El 14 de marzo de 1879 llegaba al mundo un diminuto Albert Einstein. Lo hacía en la ciudad alemana de Ulm. El pequeño nacía en una Alemania cada vez más nacionalista, autoritaria, cerrada y militarizada. Los padres de Albert no sospecharon de su llanto… Por aquel entonces, Alemania era un Imperio, tras el reconocimiento de Guillermo I como su káiser en el Palacio de los Espejos de Versalles en 1871. Esta Alemania era el resultado de la decidida acción de Otto von Bismarck, al que se llegó a conocer como el «Canciller de Hierro». Fue él quien construyó el Imperio Alemán bajo estos principios básicos: un modelo económico fuertemente proteccionista, nacionalismo alemán, autoritarismo y antiparlamentarismo y, desde luego, un poderoso y disciplinado régimen militar.

La familia Einstein -formada por Hermann Einstein (el padre), Pauline Koch (la madre) y el recién llegado Albert- era judía. Recluía sus creencias en casa y trataba de ser, puertas afuera, una familia alemana. Como la mayoría de las familias judías diseminadas a lo largo y ancho de Europa, asimilaban las costumbres del país de acogida para pasar inadvertidos como cualquier otra familia del lugar. No obstante, la familia Einstein no era especialmente religiosa ni seguidora de las costumbres y traidiciones. Tampoco parece que coincidieran con las corrientes ideológicas del momento, abrigadas todas ellas principalmente por el nacionalismo. De modo que Albert creció al margen del nacionalismo alemán -que siempre detestó- y relativamente lejos de obligación religiosa alguna.

En su juventud, Hermann demostró predisposición y talento para las matemáticas, pero las penurias económicas de su familia le hicieron abandonarlas y acabó dedicándose al comercio. Cuando nació Albert, su padre trabajaba en una compañía de ingeniería eléctrica. Junto a su hermano, fabricaba y suministraba dinamos, contadores eléctricos y tendidos de luz, todos ellos basados en la hoy «desterrada» corriente continua. Como dato curioso, la empresa de Hermann fue la primera contratada para proporcionar luz eléctrica al célebre Oktoberfest, el festival más famoso de la cerveza y que se celebra en Munich durante 16 días. Por tanto, el pequeño Einstein creció en un hogar desahogado de problemas económicos y, sobre todo, donde hablar de ingenios de la técnica como el generador eléctrico o el fotófono era realmente común, o donde los apellidos Ampère, Ohm, Faraday, Oersted o Gauss -todos ellos genios de la Física o las Matemáticas- eran más que usados y conocidos. Era difícil, por tanto, pensar que el joven Einstein tuviera algún problema futuro con los deberes de esas asignaturas.

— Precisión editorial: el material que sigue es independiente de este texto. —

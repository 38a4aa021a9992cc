use std::fmt;

use serde::{Deserialize, Serialize};

/// A closed set of status labels stored as lowercase text.
pub trait StatusSet: Copy + Eq + Send + Sync + Unpin + 'static {
    const ALL: &'static [Self];

    fn as_str(&self) -> &'static str;

    fn parse(label: &str) -> Option<Self> {
        Self::ALL.iter().copied().find(|s| s.as_str() == label)
    }
}

/// Status of inquiries and demo bookings.
#[derive(Debug, Clone, Copy, PartialEq, Eq, Hash, Serialize, Deserialize, sqlx::Type)]
#[serde(rename_all = "lowercase")]
#[sqlx(rename_all = "lowercase")]
pub enum LeadStatus {
    New,
    Contacted,
    Completed,
    Archived,
}

impl StatusSet for LeadStatus {
    const ALL: &'static [Self] = &[
        LeadStatus::New,
        LeadStatus::Contacted,
        LeadStatus::Completed,
        LeadStatus::Archived,
    ];

    fn as_str(&self) -> &'static str {
        match self {
            LeadStatus::New => "new",
            LeadStatus::Contacted => "contacted",
            LeadStatus::Completed => "completed",
            LeadStatus::Archived => "archived",
        }
    }
}

/// Status of event registrations.
#[derive(Debug, Clone, Copy, PartialEq, Eq, Hash, Serialize, Deserialize, sqlx::Type)]
#[serde(rename_all = "lowercase")]
#[sqlx(rename_all = "lowercase")]
pub enum RegistrationStatus {
    New,
    Contacted,
    Confirmed,
    Attended,
    Cancelled,
}

impl StatusSet for RegistrationStatus {
    const ALL: &'static [Self] = &[
        RegistrationStatus::New,
        RegistrationStatus::Contacted,
        RegistrationStatus::Confirmed,
        RegistrationStatus::Attended,
        RegistrationStatus::Cancelled,
    ];

    fn as_str(&self) -> &'static str {
        match self {
            RegistrationStatus::New => "new",
            RegistrationStatus::Contacted => "contacted",
            RegistrationStatus::Confirmed => "confirmed",
            RegistrationStatus::Attended => "attended",
            RegistrationStatus::Cancelled => "cancelled",
        }
    }
}

impl fmt::Display for LeadStatus {
    fn fmt(&self, f: &mut fmt::Formatter<'_>) -> fmt::Result {
        f.write_str(self.as_str())
    }
}

impl fmt::Display for RegistrationStatus {
    fn fmt(&self, f: &mut fmt::Formatter<'_>) -> fmt::Result {
        f.write_str(self.as_str())
    }
}

#[derive(Debug, Clone, Deserialize)]
pub struct UpdateStatusRequest {
    #[serde(default)]
    pub status: String,
}

impl UpdateStatusRequest {
    pub fn parse<S: StatusSet>(&self) -> Option<S> {
        S::parse(self.status.trim())
    }
}

#[cfg(test)]
mod tests {
    use super::*;

    #[test]
    fn parse_accepts_every_label_in_the_set() {
        for status in LeadStatus::ALL {
            assert_eq!(LeadStatus::parse(status.as_str()), Some(*status));
        }
        for status in RegistrationStatus::ALL {
            assert_eq!(RegistrationStatus::parse(status.as_str()), Some(*status));
        }
    }

    #[test]
    fn parse_rejects_labels_from_other_sets() {
        assert_eq!(LeadStatus::parse("confirmed"), None);
        assert_eq!(RegistrationStatus::parse("completed"), None);
        assert_eq!(LeadStatus::parse("New"), None);
        assert_eq!(LeadStatus::parse(""), None);
    }

    #[test]
    fn serde_uses_lowercase_labels() {
        let json = serde_json::to_string(&RegistrationStatus::Cancelled).unwrap();
        assert_eq!(json, "\"cancelled\"");
    }
}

Sin embargo, la primera preocupación que el pequeño Albert dio a sus padres vino nada más «asomar la cabeza». Literalmente. El tamaño y forma de su cabeza hizo pensar seriamente la posibilidad de que el chico hubiese sufrido algún retraso mental u otras complicaciones cerebrales. Conforme pasaron los meses, el matrimonio continuó barajando esta posibilidad, más aún cuando Albert todavía no había comenzado a hablar. No rompería a hablar hasta la edad de 3 años. Pero continuaba mostrándose retraído, sin apenas disposición a relacionarse y pasaba la mayoría del tiempo distraído y soñando. En un imperio tan militarizado, uno de los juegos predilectos era el los soldados: el chico se mostraba verdaderamente a disgusto con ello y esta fue otra razón más para no relacionarse con los demás pequeños. En alguna biografía leí que, siendo aún pequeño, no paró de llorar hasta que su familia decidió regresar a casa tras presenciar un desfile militar.